▸ **DIRECTIONS**:
Copy out every line in the entries below that includes "excluded".

(Stored items)
BEGIN
use async_trait::async_trait;
use mongodb::bson::doc;
use uuid::Uuid;

use super::{active, contains_filter, find_all, find_page, MongoStore, PlayerDocument};
use crate::errors::{AppError, Result};
use crate::models::pagination::{Page, Pagination};
use crate::models::player::{Player, PlayerDetails, PlayerGoalCount};
use crate::models::team::Team;
use crate::repositories::{GoalRepository, PlayerRepository};

#[async_trait]
impl PlayerRepository for MongoStore {
    async fn create(&self, player: &Player) -> Result<()> {
        self.players().insert_one(PlayerDocument::from(player)).await?;
        Ok(())
    }

    async fn find_by_id(&self, id: Uuid) -> Result<Option<Player>> {
        self.players()
            .find_one(active(doc! { "_id": id.to_string() }))
            .await?
            .map(Player::try_from)
            .transpose()
    }

    async fn find_by_id_with_team(&self, id: Uuid) -> Result<Option<PlayerDetails>> {
        let Some(player) = PlayerRepository::find_by_id(self, id).await? else {
            return Ok(None);
        };

        // Deleted teams still resolve here.
        let team = self
            .teams()
            .find_one(doc! { "_id": player.team_id.to_string() })
            .await?
            .map(Team::try_from)
            .transpose()?;

        Ok(Some(PlayerDetails { player, team }))
    }

    async fn update(&self, player: &Player) -> Result<()> {
        let result = self
            .players()
            .replace_one(active(doc! { "_id": player.id.to_string() }), PlayerDocument::from(player))
            .await?;

        if result.matched_count == 0 {
            return Err(AppError::PlayerNotFound);
        }
        Ok(())
    }

    async fn delete(&self, id: Uuid) -> Result<()> {
        let result = self
            .players()
            .update_one(
                active(doc! { "_id": id.to_string() }),
                doc! { "$set": { "is_deleted": true } },
            )
            .await?;

        if result.matched_count == 0 {
            return Err(AppError::PlayerNotFound);
        }
        Ok(())
    }

    async fn list(&self, pagination: Pagination) -> Result<Page<Player>> {
        find_page(
            &self.players(),
            active(doc! {}),
            doc! { "created_at": -1, "_id": -1 },
            pagination,
        )
        .await
    }

    async fn list_by_team(&self, team_id: Uuid, pagination: Pagination) -> Result<Page<Player>> {
        find_page(
            &self.players(),
            active(doc! { "team_id": team_id.to_string() }),
            doc! { "jersey_number": 1 },
            pagination,
        )
        .await
    }

    async fn search(&self, query: &str, pagination: Pagination) -> Result<Page<Player>> {
        find_page(
            &self.players(),
            contains_filter("name", query),
            doc! { "created_at": -1, "_id": -1 },
            pagination,
        )
        .await
    }

    async fn exists(&self, id: Uuid) -> Result<bool> {
        let count = self
            .players()
            .count_documents(active(doc! { "_id": id.to_string() }))
            .await?;
        Ok(count > 0)
    }

    async fn is_jersey_number_taken(
        &self,
        team_id: Uuid,
        jersey_number: i32,
        exclude_player_id: Option<Uuid>,
    ) -> Result<bool> {
        let mut filter = active(doc! {
            "team_id": team_id.to_string(),
            "jersey_number": jersey_number,
        });
        if let Some(excluded) = exclude_player_id {
            filter.insert("_id", doc! { "$ne": excluded.to_string() });
        }

        let count = self.players().count_documents(filter).await?;
        Ok(count > 0)
    }

    async fn get_top_scorers(&self, limit: u64) -> Result<Vec<PlayerGoalCount>> {
        let scorers = GoalRepository::get_top_scorers(self, limit).await?;
        let ids: Vec<String> = scorers.iter().map(|s| s.player_id.to_string()).collect();

        let players: Vec<Player> =
            find_all::<PlayerDocument, _>(&self.players(), doc! { "_id": { "$in": ids } }, doc! {}).await?;

        Ok(scorers
            .into_iter()
            .filter_map(|scorer| {
                players
                    .iter()
                    .find(|player| player.id == scorer.player_id)
                    .map(|player| PlayerGoalCount {
                        player: player.clone(),
                        goal_count: scorer.goal_count,
                    })
            })
            .collect())
    }
}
END
▸ **SOLVED PROBLEM**:
        if let Some(excluded) = exclude_player_id {
            filter.insert("_id", doc! { "$ne": excluded.to_string() });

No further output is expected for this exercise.